School children are getting their Covid-19 jabs from today while the highly transmissable Omicron variant continues to hover on New Zealand’s doorstep.
There are 16 community cases of the virus today, the Ministry of Health has announced.
Today’s new community cases are in Auckland, Lakes, Hawke’s Bay, Wairarapa and the West Coast.
Thirty people are in hospital with the virus – two of which are in ICU.
A MIQ worker at the Stamford Plaza tested positive for Omicron on Friday and of the 67 close contacts linked them, 43 have already returned negative test results.
Further genome sequencing of the other positive returnee cases at the Stamford Plaza was also being completed.
In a statement released today, the ministry said the objective was to stamp out and prevent any onward transmission.
“With 93 per cent of the eligible population now double-dosed and the booster programme under way, New Zealanders are well protected.”
We want vaccinations to continue to increase and ask everyone who is eligible to get vaccinated, they said.
As Omicron continues to spread like wildfire overseas, Cabinet will meet this week to consider the latest advice from health officials to ensure New Zealand is prepared for when it makes its way into the community.
It will also receive advice on the country’s traffic light settings this week and will make an announcement on Thursday.
Meanwhile Northland remains in the red traffic light setting, while the rest of the country is in orange.
The Auckland boundary – which previously meant people who were vaccinated or who had a recent negative Covid test could cross – also opened up to everyone today.
It comes as some experts are warning more restrictions are needed to ensure a larger part of the population has its booster shots before Omicron spreads into the community.
Prime Minister Jacinda Ardern said yesterday that the Government’s next steps would be cautious, although she did not say whether caution meant remaining at the orange setting or moving the country down to green.
Ardern said Omicron cases in the community were inevitable and urged people to get their booster shots as soon as they were eligible.
She is getting her third jab today.
Anyone over the age of 18 can now book their booster shots using BookMyVaccine.nz or by calling the COVID Vaccination Healthline or visiting a walk-in clinic.
Director-General of Health Dr Ashley Bloomfield said the Ministry of Health recently reduced the interval between the second dose and a booster dose from six months to four months to help accelerate the rollout and provide greater protection against the Omicron variant.
The Ministry of Health has also updated its booster advice for pregnant people and those who are severely immunocompromised, saying it can be given at least four months after the second dose and at any stage during the pregnancy.
“We are urging everyone to receive their booster dose as soon as four months has passed following their second dose.
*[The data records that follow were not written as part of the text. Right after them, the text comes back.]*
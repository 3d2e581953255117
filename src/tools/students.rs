use reqwest::Client as HttpClient;
use serde_json::{ json, Value as JsonValue };
use crate::error::ToolError;
use super::backend::post_envelope;

fn require_student_id(student_id: &str) -> Result<&str, ToolError> {
    let student_id = student_id.trim();
    if student_id.is_empty() {
        return Err(ToolError::InvalidArgument("studentId is required".into()));
    }
    Ok(student_id)
}

/// Student profiles behind the `getStudent` / `upsertStudent` Cloud Functions.
pub struct StudentsClient {
    http: HttpClient,
    base_url: String,
}

impl StudentsClient {
    pub fn new(http: HttpClient, base_url: &str) -> Self {
        Self {
            http,
            base_url: base_url.trim_end_matches('/').to_string(),
        }
    }

    pub async fn get_student(&self, student_id: &str) -> Result<JsonValue, ToolError> {
        let student_id = require_student_id(student_id)?;
        let url = format!("{}/getStudent", self.base_url);
        let body = post_envelope(&self.http, &url, &json!({ "studentId": student_id })).await?;
        match body.get("student") {
            Some(student) if !student.is_null() => Ok(student.clone()),
            _ => Err(ToolError::NotFound(format!("Student '{}' not found", student_id))),
        }
    }

    pub async fn upsert_student(
        &self,
        student_id: &str,
        profile: JsonValue
    ) -> Result<JsonValue, ToolError> {
        let student_id = require_student_id(student_id)?;
        if !profile.is_object() {
            return Err(ToolError::InvalidArgument("profile must be an object".into()));
        }
        let url = format!("{}/upsertStudent", self.base_url);
        let body = post_envelope(
            &self.http,
            &url,
            &json!({ "studentId": student_id, "profile": profile })
        ).await?;
        Ok(body.get("student").cloned().unwrap_or_else(|| json!({ "studentId": student_id })))
    }
}

#[cfg(test)]
mod tests {
    use super::*;

    #[tokio::test]
    async fn blank_student_id_is_rejected_before_any_call() {
        let client = StudentsClient::new(HttpClient::new(), "http://127.0.0.1:9");
        assert!(matches!(client.get_student(" ").await, Err(ToolError::InvalidArgument(_))));
    }

    #[tokio::test]
    async fn profile_must_be_an_object() {
        let client = StudentsClient::new(HttpClient::new(), "http://127.0.0.1:9");
        let result = client.upsert_student("s1", json!("nope")).await;
        assert!(matches!(result, Err(ToolError::InvalidArgument(_))));
    }
}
Even if it’s been less than four months since your second dose, you can still book ahead to ensure you get the date and time you prefer, once you’re eligible.”
More than 82 per cent of vaccinated New Zealanders will be eligible for a booster by the end of February.
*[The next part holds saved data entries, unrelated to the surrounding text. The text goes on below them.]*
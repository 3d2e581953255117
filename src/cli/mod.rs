use clap::Parser;

#[derive(Parser, Debug, Clone)]
#[command(author, version, about, long_about = None)]
pub struct Args {
    // --- Server Args ---
    /// Host address and port for the HTTP server to listen on.
    #[arg(long, env = "SERVER_ADDR", default_value = "0.0.0.0:8080")]
    pub server_addr: String,

    /// Global request rate limit per second. 0 disables the limiter.
    #[arg(long, env = "REQUESTS_PER_SECOND", default_value = "50")]
    pub requests_per_second: u32,

    /// Optional path to the TLS certificate file (PEM format). Requires --tls-key-path.
    #[arg(long, env = "TLS_CERT_PATH")]
    pub tls_cert_path: Option<String>,

    /// Optional path to the TLS private key file (PEM format). Requires --tls-cert-path.
    #[arg(long, env = "TLS_KEY_PATH")]
    pub tls_key_path: Option<String>,

    #[arg(long, env = "ENABLE_TLS", default_value = "false")]
    pub enable_tls: bool,

    // --- History Store Args ---
    /// Authoritative turn store type (functions, memory)
    #[arg(long, env = "HISTORY_TYPE", default_value = "functions")]
    pub history_type: String,

    /// Base URL of the Cloud Functions backing turns and students
    /// (e.g., https://europe-west1-my-project.cloudfunctions.net)
    #[arg(long, env = "FUNCTIONS_BASE_URL")]
    pub functions_base_url: Option<String>,

    /// Timeout in seconds for every outbound HTTP call.
    #[arg(long, env = "HTTP_TIMEOUT_SECS", default_value = "30")]
    pub http_timeout_secs: u64,

    // --- Turn Cache Args ---
    /// Redis URL for the turn cache (redis:// or rediss://). Caching is disabled when unset.
    #[arg(long, env = "CACHE_REDIS_URL")]
    pub cache_redis_url: Option<String>,

    /// Prefix for cached conversation window keys.
    #[arg(long, env = "CACHE_KEY_PREFIX", default_value = "turns:")]
    pub cache_key_prefix: String,

    /// Maximum number of turns kept per cached conversation.
    #[arg(long, env = "WINDOW_SIZE", default_value = "20")]
    pub window_size: usize,

    /// Time-to-live in seconds for a cached conversation window, refreshed on every write.
    #[arg(
        long,
        env = "SESSION_TTL_SECONDS",
        default_value = "86400", // 24 hours
        value_parser = clap::value_parser!(u64).range(1..=(i64::MAX as u64))
    )]
    pub session_ttl_seconds: u64,

    /// Window in milliseconds during which identical get_turns calls are served from cache. 0 disables.
    #[arg(long, env = "DEDUPE_WINDOW_MS", default_value = "5000")]
    pub dedupe_window_ms: u64,

    /// Maximum number of request fingerprints remembered by the dedupe guard.
    #[arg(long, env = "DEDUPE_CAPACITY", default_value = "10000")]
    pub dedupe_capacity: usize,

    /// Default number of turns returned by get_turns when maxTurns is omitted.
    #[arg(long, env = "DEFAULT_MAX_TURNS", default_value = "10")]
    pub default_max_turns: usize,

    /// Default lookback in minutes for get_turns when lookbackMinutes is omitted.
    #[arg(long, env = "DEFAULT_LOOKBACK_MINUTES", default_value = "120")]
    pub default_lookback_minutes: u64,

    // --- Education Backend Args ---
    /// Directory containing curriculum_<yearId>.json files.
    #[arg(long, env = "CURRICULUM_DIR", default_value = "curriculum")]
    pub curriculum_dir: String,

    /// Remote curriculum endpoint. When set, it takes precedence over CURRICULUM_DIR.
    #[arg(long, env = "CURRICULUM_API_URL")]
    pub curriculum_api_url: Option<String>,

    /// Endpoint of the LLM-backed EduAgent.
    #[arg(long, env = "EDU_AGENT_URL")]
    pub edu_agent_url: Option<String>,

    /// Default number of lessons per day when generating a schedule.
    #[arg(long, env = "LESSONS_PER_DAY", default_value = "3")]
    pub lessons_per_day: usize,
}

impl Args {
    /// Cache credentials, ignoring blank values.
    pub fn cache_url(&self) -> Option<&str> {
        self.cache_redis_url.as_deref().map(str::trim).filter(|u| !u.is_empty())
    }

    pub fn functions_url(&self) -> Option<&str> {
        self.functions_base_url
            .as_deref()
            .map(|u| u.trim().trim_end_matches('/'))
            .filter(|u| !u.is_empty())
    }
}
use super::CacheBackend;
use crate::cli::Args;
use crate::error::CacheError;
use crate::models::RawValue;
use async_trait::async_trait;
use log::{ info, warn };
use redis::{ AsyncCommands, Client };
use redis::aio::MultiplexedConnection;

/// Turn windows kept as Redis lists (LPUSH/LRANGE/LTRIM/EXPIRE).
// EXPIRE takes a signed count; a wrapped negative value would delete the key.
fn expiry_secs(seconds: u64) -> i64 {
    i64::try_from(seconds).unwrap_or(i64::MAX)
}

#[derive(Clone)]
pub struct RedisCacheBackend {
    conn: MultiplexedConnection,
}

impl RedisCacheBackend {
    pub fn new(conn: MultiplexedConnection) -> Self {
        Self { conn }
    }

    /// Connects when cache credentials are configured. Any failure disables
    /// caching for the process instead of aborting start-up.
    pub async fn init(args: &Args) -> Option<Self> {
        let url = args.cache_url()?;
        let client = match Client::open(url) {
            Ok(client) => client,
            Err(e) => {
                warn!("Invalid cache Redis URL, caching disabled: {}", e);
                return None;
            }
        };
        match client.get_multiplexed_async_connection().await {
            Ok(conn) => {
                info!("Turn cache connected to Redis");
                Some(Self::new(conn))
            }
            Err(e) => {
                warn!("Could not connect to cache Redis, caching disabled: {}", e);
                None
            }
        }
    }

    // Multiplexed connections are cheap to clone and safe to use concurrently.
    fn conn(&self) -> MultiplexedConnection {
        self.conn.clone()
    }
}

#[async_trait]
impl CacheBackend for RedisCacheBackend {
    async fn push_front(&self, key: &str, values: &[String]) -> Result<(), CacheError> {
        if values.is_empty() {
            return Ok(());
        }
        let mut conn = self.conn();
        let _: () = conn.lpush(key, values.to_vec()).await?;
        Ok(())
    }

    async fn range(
        &self,
        key: &str,
        start: isize,
        stop: isize
    ) -> Result<Vec<RawValue>, CacheError> {
        let mut conn = self.conn();
        let entries: Vec<String> = conn.lrange(key, start, stop).await?;
        Ok(entries.into_iter().map(RawValue::Text).collect())
    }

    async fn trim(&self, key: &str, start: isize, stop: isize) -> Result<(), CacheError> {
        let mut conn = self.conn();
        let _: () = conn.ltrim(key, start, stop).await?;
        Ok(())
    }

    async fn delete(&self, key: &str) -> Result<(), CacheError> {
        let mut conn = self.conn();
        let _: () = conn.del(key).await?;
        Ok(())
    }

    async fn expire(&self, key: &str, seconds: u64) -> Result<(), CacheError> {
        let mut conn = self.conn();
        let _: () = conn.expire(key, expiry_secs(seconds)).await?;
        Ok(())
    }

    async fn replace_list(
        &self,
        key: &str,
        values: &[String],
        keep: usize,
        ttl_secs: u64
    ) -> Result<(), CacheError> {
        let mut conn = self.conn();
        let mut pipe = redis::pipe();
        pipe.atomic().del(key).ignore();
        if !values.is_empty() {
            pipe.lpush(key, values.to_vec())
                .ignore()
                .ltrim(key, 0, (keep as isize) - 1)
                .ignore()
                .expire(key, expiry_secs(ttl_secs))
                .ignore();
        }
        let _: () = pipe.query_async(&mut conn).await?;
        Ok(())
    }

    async fn push_bounded(
        &self,
        key: &str,
        value: String,
        keep: usize,
        ttl_secs: u64
    ) -> Result<(), CacheError> {
        let mut conn = self.conn();
        let _: () = redis::pipe()
            .atomic()
            .lpush(key, value)
            .ignore()
            .ltrim(key, 0, (keep as isize) - 1)
            .ignore()
            .expire(key, expiry_secs(ttl_secs))
            .ignore()
            .query_async(&mut conn).await?;
        Ok(())
    }
}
About a third of the 65 new border cases reported last Wednesday were staying in Auckland’s Stamford Plaza facility – the same hotel where the latest community case worked. The vast majority of the cases were the highly-transmissible Omicron variant.
Auckland Regional Public Health is working with MIQ staff to look for any possible routes of transmission between the returnees and the worker and staff at this facility are in the process of having an additional test arranged.
Ministry of Health data shows the majority of cases popping up at the border are the Omicron variant with 266 cases detected in MIQ since December 1.
Meanwhile new locations of interest continue to pop up around the country with Pine Haven Orchards in Greytown and Community meeting Waihou Community Hall in Waihou both being listed earlier today.
Anyone at these locations must self-monitor for Covid-19 symptoms for 10 days after they were exposed.